The Undertaker’s Evidence

“My father,” cried Laura, when Mr. Leopold had taken his departure, and she and her husband were left alone, “my father guilty of this cruel murder! A crime of the vilest kind, without a shadow of excuse. And to think that this man’s blood flows in my veins, that your wife is the daughter of a murderer. Oh, John, it is too terrible! You must hate me. You must shrink from me with loathing.”

“Dear love, if you had descended from a long line of criminals, you would still be to me what you have been from the first hour I knew you, the purest, the dearest, the loveliest, the best of women. But as to this scoundrel Desrolles, who imposed on your youth and inexperience⁠—who stole into your benefactor’s gardens like a thief, seeking only gain⁠—who extorted from your generous young heart a pity he did not deserve, and robbed you of your money⁠—I no more believe that he is your father than that he is mine.
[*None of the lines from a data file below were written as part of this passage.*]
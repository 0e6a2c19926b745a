//! Git plumbing for the working tree.
//!
//! The harness owns one dedicated branch per run (`harness/<slug>-<date>`)
//! and only ever reads history and diffs beyond that; commits come from the
//! agent, and nothing is pushed.

use crate::error::{HarnessError, HarnessResult};
use chrono::Utc;
use std::path::{Path, PathBuf};
use std::process::Command;

/// Default number of retry attempts for transient git failures
const DEFAULT_MAX_RETRIES: u32 = 3;

/// Base delay between retries in milliseconds
const RETRY_BASE_DELAY_MS: u64 = 100;

/// Git state manager for one working tree.
pub struct GitWorkspace {
    working_dir: PathBuf,
    max_retries: u32,
}

impl GitWorkspace {
    pub fn new(working_dir: impl AsRef<Path>) -> Self {
        Self {
            working_dir: working_dir.as_ref().to_path_buf(),
            max_retries: DEFAULT_MAX_RETRIES,
        }
    }

    pub fn with_retries(mut self, max_retries: u32) -> Self {
        self.max_retries = max_retries;
        self
    }

    pub fn working_dir(&self) -> &Path {
        &self.working_dir
    }

    /// Run git and return trimmed stdout.
    fn run_git(&self, args: &[&str]) -> HarnessResult<String> {
        let output = Command::new("git")
            .args(args)
            .current_dir(&self.working_dir)
            .output()
            .map_err(|e| HarnessError::git("execute", e.to_string()))?;

        if !output.status.success() {
            let stderr = String::from_utf8_lossy(&output.stderr);
            return Err(HarnessError::git(args.join(" "), stderr.to_string()));
        }

        Ok(String::from_utf8_lossy(&output.stdout).trim().to_string())
    }

    /// Run git with retry for transient failures (lock contention).
    /// Backoff: 100ms, 200ms, 400ms, ...
    fn run_git_with_retry(&self, args: &[&str]) -> HarnessResult<String> {
        let mut last_error = None;
        for attempt in 0..=self.max_retries {
            match self.run_git(args) {
                Ok(output) => return Ok(output),
                Err(e) => {
                    if e.is_retryable() && attempt < self.max_retries {
                        let delay = RETRY_BASE_DELAY_MS * (1 << attempt);
                        std::thread::sleep(std::time::Duration::from_millis(delay));
                        last_error = Some(e);
                    } else {
                        return Err(e);
                    }
                }
            }
        }
        Err(last_error.unwrap_or_else(|| HarnessError::git("retry", "max retries exceeded")))
    }

    pub fn current_branch(&self) -> HarnessResult<String> {
        self.run_git(&["rev-parse", "--abbrev-ref", "HEAD"])
    }

    /// Current commit hash (short).
    pub fn current_commit(&self) -> HarnessResult<String> {
        self.run_git(&["rev-parse", "--short", "HEAD"])
    }

    pub fn current_commit_full(&self) -> HarnessResult<String> {
        self.run_git(&["rev-parse", "HEAD"])
    }

    pub fn has_uncommitted_changes(&self) -> HarnessResult<bool> {
        let status = self.run_git(&["status", "--porcelain"])?;
        Ok(!status.is_empty())
    }

    /// Subject lines of the most recent commits, newest first.
    pub fn recent_commit_subjects(&self, count: usize) -> HarnessResult<Vec<String>> {
        let output = self.run_git(&["log", "--format=%s", &format!("-{count}")])?;
        Ok(output
            .lines()
            .map(|l| l.trim().to_string())
            .filter(|l| !l.is_empty())
            .collect())
    }

    /// Diff between two commits (unified patch text).
    pub fn diff(&self, from: &str, to: &str) -> HarnessResult<String> {
        self.run_git(&["diff", from, to])
    }

    /// Diff of everything since `commit` (committed and uncommitted).
    pub fn diff_since(&self, commit: &str) -> HarnessResult<String> {
        self.run_git(&["diff", commit])
    }

    /// Create and check out the dedicated run branch:
    /// `harness/<slug>-<YYYYMMDD>`. Returns the branch name.
    pub fn create_run_branch(&self, title: &str) -> HarnessResult<String> {
        let branch = run_branch_name(title);
        self.run_git_with_retry(&["checkout", "-b", &branch])?;
        Ok(branch)
    }

    pub fn checkout(&self, branch: &str) -> HarnessResult<()> {
        self.run_git_with_retry(&["checkout", branch])?;
        Ok(())
    }

    pub fn delete_branch(&self, branch: &str) -> HarnessResult<()> {
        self.run_git(&["branch", "-D", branch])?;
        Ok(())
    }

    pub fn branch_exists(&self, branch: &str) -> bool {
        self.run_git(&["rev-parse", "--verify", &format!("refs/heads/{branch}")])
            .is_ok()
    }
}

/// Run branch name for a spec title, dated today.
pub fn run_branch_name(title: &str) -> String {
    format!("harness/{}-{}", slugify(title), Utc::now().format("%Y%m%d"))
}

/// Lowercase, alphanumeric-and-dash slug, capped at 40 chars.
pub fn slugify(text: &str) -> String {
    let mut slug = String::new();
    let mut last_dash = true;
    for c in text.chars() {
        if c.is_ascii_alphanumeric() {
            slug.push(c.to_ascii_lowercase());
            last_dash = false;
        } else if !last_dash {
            slug.push('-');
            last_dash = true;
        }
        if slug.len() >= 40 {
            break;
        }
    }
    let slug = slug.trim_matches('-').to_string();
    if slug.is_empty() {
        "run".to_string()
    } else {
        slug
    }
}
While his claim upon you meant no more than an annuity which it cost us no sacrifice to give, I was too careless to trouble myself about his credentials. But now that he stands revealed as the murderer of that unfortunate woman, it is our business to explode his specious tale. Will you help to do this, Laura? I can do nothing but advise, while I am tied hand and foot in this wretched place.”
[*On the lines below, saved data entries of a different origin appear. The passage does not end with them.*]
//! Issue store — the harness's view of the external tracker.
//!
//! One trait, three backends: the tracker CLI bridge, a line-delimited JSON
//! fallback file, and an in-memory store for dry runs and tests. Writes made
//! through an adapter are visible to the next read in the same process.

mod cli;
mod jsonl;
mod memory;
mod types;

pub use cli::TrackerCli;
pub use jsonl::JsonlStore;
pub use memory::MemoryStore;
pub use types::{
    Dependency, DependencyKind, Issue, IssueStatus, IssueType, NewIssue, Priority,
};

use std::collections::HashSet;
use thiserror::Error;

/// Label marking the run epic and all records belonging to a run:
/// `foreman:run:<epic-id>`.
pub const RUN_LABEL_PREFIX: &str = "foreman:run:";
/// Label on checkpoint records.
pub const CHECKPOINT_LABEL: &str = "foreman:checkpoint";
/// Label on review records.
pub const REVIEW_LABEL: &str = "foreman:review";
/// Advisory pause marker label.
pub const PAUSE_LABEL: &str = "foreman:pause";
/// Label on issues the harness gave up on for this run.
pub const SKIPPED_LABEL: &str = "foreman:skipped";
/// Label on gate-failure blocker issues.
pub const BLOCKER_LABEL: &str = "foreman:blocker";

/// Run tag label for a given run id.
pub fn run_label(run_id: &str) -> String {
    format!("{RUN_LABEL_PREFIX}{run_id}")
}

/// How an adapter failure should be treated by the caller.
#[derive(Debug, Clone, Copy, PartialEq, Eq, Hash)]
pub enum AdapterErrorKind {
    /// The record does not exist.
    NotFound,
    /// Worth retrying (lock contention, timeouts, busy tracker).
    Transient,
    /// Retrying will not help.
    Permanent,
}

/// Failure surfaced by any store backend.
#[derive(Debug, Clone, Error)]
#[error("issue store error ({kind:?}): {message}")]
pub struct AdapterError {
    pub kind: AdapterErrorKind,
    pub message: String,
}

impl AdapterError {
    pub fn not_found(message: impl Into<String>) -> Self {
        Self {
            kind: AdapterErrorKind::NotFound,
            message: message.into(),
        }
    }

    pub fn transient(message: impl Into<String>) -> Self {
        Self {
            kind: AdapterErrorKind::Transient,
            message: message.into(),
        }
    }

    pub fn permanent(message: impl Into<String>) -> Self {
        Self {
            kind: AdapterErrorKind::Permanent,
            message: message.into(),
        }
    }

    pub fn is_transient(&self) -> bool {
        self.kind == AdapterErrorKind::Transient
    }
}

pub type AdapterResult<T> = Result<T, AdapterError>;

/// Synchronous, fallible interface over the external tracker.
///
/// Backends shell out or touch the filesystem; callers wrap invocations in a
/// circuit breaker when the backend is unreliable.
pub trait IssueStore: Send + Sync {
    /// Every issue the tracker knows about. Must reflect writes made through
    /// this adapter no later than the next call.
    fn list_all(&self) -> AdapterResult<Vec<Issue>>;

    /// Create an issue; returns its id. An empty description is rejected to
    /// match tracker semantics.
    fn create(&self, new: NewIssue) -> AdapterResult<String>;

    fn update_status(&self, id: &str, status: IssueStatus) -> AdapterResult<()>;

    fn update_priority(&self, id: &str, priority: Priority) -> AdapterResult<()>;

    fn add_dependency(&self, from: &str, to: &str, kind: DependencyKind) -> AdapterResult<()>;

    fn add_label(&self, id: &str, label: &str) -> AdapterResult<()>;

    fn remove_label(&self, id: &str, label: &str) -> AdapterResult<()>;

    /// Append a markdown note to the issue.
    fn annotate(&self, id: &str, markdown: &str) -> AdapterResult<()>;

    /// Open issues whose `blocks` predecessors are all closed.
    fn list_ready(&self) -> AdapterResult<Vec<Issue>> {
        let all = self.list_all()?;
        let closed: HashSet<&str> = all
            .iter()
            .filter(|i| i.status == IssueStatus::Closed)
            .map(|i| i.id.as_str())
            .collect();
        Ok(all
            .iter()
            .filter(|i| {
                i.status == IssueStatus::Open
                    && i.blocking_ids().all(|dep| closed.contains(dep))
            })
            .cloned()
            .collect())
    }

    /// Fetch one issue by id.
    fn get(&self, id: &str) -> AdapterResult<Issue> {
        self.list_all()?
            .into_iter()
            .find(|i| i.id == id)
            .ok_or_else(|| AdapterError::not_found(format!("issue {id} not found")))
    }
}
“I will do anything, dearest, anything to prove that this hateful man is not the father I lived with when I was a little child. Only tell me what I ought to do.”

“The first thing to be done is to go down to Chiswick, and make inquiries there. Do you think you could find the house in which you lived, supposing that it is still standing?”

“I think I could. It was in a very dull, out-of-the-way place. I can just remember that. It was called Ivy Cottage, and it was in a lane where there was never anything to be seen from the windows.”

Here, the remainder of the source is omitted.